I looked for the newspaper but my eyes were watering profusely, creating a heavy mist. It was like being underwater, every view distorted or out of reach. Yes, underwater and drowning, unable to get air. I remembered I couldn't breathe and felt my lungs and throat gasping. My tongue was trying to move to help my mouth form words but it was fastened into place by the tube running down my throat. I tried biting through the tube. I had to get free from it, but my jaw was also constrained. Tears ran down my face in a continuous stream. The people gathered above me moved around a little but it was impossible to distinguish one from the other. What do they want?
"Would you like me to read the article to you? There was a time you liked being read to. Very much, in fact. You'd make quite the fuss if you didn't get your bedtime story. Remember?"
I did remember but I didn't want to. I didn't want to give him the satisfaction of remembering and I didn't want to acknowledge the good existed because then I'd have to remember the bad. It would all come out then. Wash over me a like a torrent and I'd never get dry again.
"No. I don't want to hear it."
"Why don't I read you something else then? Here's a lovely obit, for instance. Very well done."
Why won't those people give me some air? Maybe if I can sit up. Then I can reach out a hand to one. They'll see I'm struggling. They'll see. Where's the doctor? I look for a white coat but see only a pale shifting blur.
"Evelina Margorie Santana, known in various billiard parlors across America and on the professional pocket pool circuit as "Ever-Thunder Evey," for her ability to strike a cue ball with an unprecedented amount of power for a member of the fairer sex, was pronounced dead on March 15 at Genesee County Hospital. The cause of death was a gunshot to the head."
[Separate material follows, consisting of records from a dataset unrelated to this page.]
//! Query engine
//!
//! [`Recommender`] is the facade over the catalog store, the feature
//! encoder, and the similarity index. Mutations (`load`, `set_rating`)
//! re-encode the catalog and eagerly rebuild the matrix; queries are pure
//! reads over the published snapshot.

use crate::index::{IndexState, SimilarityIndex};
use parking_lot::RwLock;
use recsim_core::{Catalog, Error, Product, Result};
use recsim_encode::{FeatureEncoder, FeatureSchema};
use serde::Serialize;
use tracing::info;

/// One query result: a product and its similarity to the queried product
#[derive(Debug, Clone, Serialize)]
pub struct Recommendation {
    pub product: Product,
    pub score: f32,
}

/// Content-based recommendation engine
///
/// Holds the session catalog as an owned value rather than ambient global
/// state, so independent instances never cross-contaminate. All methods
/// take `&self`; interior state is guarded so concurrent readers see either
/// the previous consistent catalog/matrix pair or the new one.
pub struct Recommender {
    encoder: FeatureEncoder,
    catalog: RwLock<Option<Catalog>>,
    index: SimilarityIndex,
}

impl Recommender {
    /// Create an engine with the given feature schema
    ///
    /// The schema is validated here; an invalid configuration fails fast
    /// with [`Error::Configuration`] instead of silently skipping features.
    pub fn new(schema: FeatureSchema) -> Result<Self> {
        Ok(Self {
            encoder: FeatureEncoder::new(schema)?,
            catalog: RwLock::new(None),
            index: SimilarityIndex::new(),
        })
    }

    pub fn schema(&self) -> &FeatureSchema {
        self.encoder.schema()
    }

    /// State of the underlying similarity index
    pub fn index_state(&self) -> IndexState {
        self.index.state()
    }

    /// Number of products in the active catalog
    pub fn len(&self) -> usize {
        self.catalog.read().as_ref().map_or(0, Catalog::len)
    }

    pub fn is_empty(&self) -> bool {
        self.len() == 0
    }

    /// Replace the active catalog and rebuild the similarity model
    ///
    /// Fails atomically with [`Error::EmptyCatalog`] on an empty batch; the
    /// previous catalog and matrix stay in place in that case.
    pub fn load(&self, records: Vec<Product>) -> Result<()> {
        let catalog = Catalog::load(records)?;

        let mut guard = self.catalog.write();
        let features = self.encoder.fit(&catalog);
        self.index.invalidate();
        self.index.rebuild(&features);
        info!(products = catalog.len(), "catalog loaded");
        *guard = Some(catalog);
        Ok(())
    }

    /// The `n` products most similar to the one identified by `key`
    ///
    /// `key` resolves by name first, then by id; an unknown key fails with
    /// [`Error::ProductNotFound`]. The queried product is never included.
    /// Ties are broken by catalog order (stable sort), and `n == 0` yields
    /// an empty result rather than an error.
    pub fn recommend(&self, key: &str, n: usize) -> Result<Vec<Recommendation>> {
        // Safety net for hosts that invalidated explicitly; mutations
        // rebuild eagerly so this is normally a no-op.
        if self.index.state() == IndexState::Stale {
            self.refresh();
        }

        let guard = self.catalog.read();
        let catalog = guard
            .as_ref()
            .ok_or_else(|| Error::ProductNotFound(key.to_string()))?;
        let pos = catalog.resolve(key)?;

        if n == 0 {
            return Ok(Vec::new());
        }

        let matrix = self.index.snapshot();
        let row = match matrix.row(pos) {
            Some(row) => row,
            None => return Ok(Vec::new()),
        };

        let mut scored: Vec<(usize, f32)> = row
            .iter()
            .copied()
            .enumerate()
            .filter(|&(j, _)| j != pos)
            .collect();
        // Stable sort: equal scores keep catalog order
        scored.sort_by(|a, b| b.1.partial_cmp(&a.1).unwrap_or(std::cmp::Ordering::Equal));
        scored.truncate(n);

        // Matrix rows and catalog positions stay in lockstep under the
        // write-lock discipline in load/set_rating.
        Ok(scored
            .into_iter()
            .filter_map(|(j, score)| {
                catalog.get(j).map(|product| Recommendation {
                    product: product.clone(),
                    score,
                })
            })
            .collect())
    }

    /// Update a product's rating and rebuild the similarity model
    ///
    /// Ratings outside [1, 5] are rejected with [`Error::InvalidRating`].
    /// A successful update re-encodes the whole catalog: numeric bounds may
    /// have shifted, so the cached matrix cannot be patched in place.
    pub fn set_rating(&self, key: &str, rating: f64) -> Result<()> {
        let mut guard = self.catalog.write();
        let catalog = guard
            .as_mut()
            .ok_or_else(|| Error::ProductNotFound(key.to_string()))?;
        let pos = catalog.resolve(key)?;
        catalog.set_rating(pos, rating)?;

        let features = self.encoder.fit(catalog);
        self.index.invalidate();
        self.index.rebuild(&features);
        Ok(())
    }

    /// Mark the similarity model stale; the next query rebuilds it
    pub fn invalidate(&self) {
        self.index.invalidate();
    }

    /// Look up a product by name or id
    pub fn get(&self, key: &str) -> Option<Product> {
        let guard = self.catalog.read();
        let catalog = guard.as_ref()?;
        let pos = catalog.resolve(key).ok()?;
        catalog.get(pos).cloned()
    }

    /// All product names in catalog order
    pub fn product_names(&self) -> Vec<String> {
        self.catalog.read().as_ref().map_or_else(Vec::new, |c| {
            c.product_names().into_iter().map(String::from).collect()
        })
    }

    /// Distinct categories in the active catalog, sorted
    pub fn categories(&self) -> Vec<String> {
        self.catalog
            .read()
            .as_ref()
            .map_or_else(Vec::new, Catalog::categories)
    }

    /// Distinct countries in the active catalog, sorted
    pub fn countries(&self) -> Vec<String> {
        self.catalog
            .read()
            .as_ref()
            .map_or_else(Vec::new, Catalog::countries)
    }

    fn refresh(&self) {
        let guard = self.catalog.read();
        if let Some(catalog) = guard.as_ref() {
            let features = self.encoder.fit(catalog);
            self.index.rebuild(&features);
        }
    }
}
Sonny! Something forced me down. The ground was wet and loose and yet it shook like a firm thing and the sky was so loud. Too loud. I pushed on Mandes, tried to get him back together. He leaked between my fingers and it was warm enough to feel good. I needed to move him, get him out of here. I owed Mandes at least that much. I needed … Damn it, boy, stay down! You hear me?
"She had two days earlier celebrated her 32nd birthday."
They won't ever give me air. That's what this all must mean.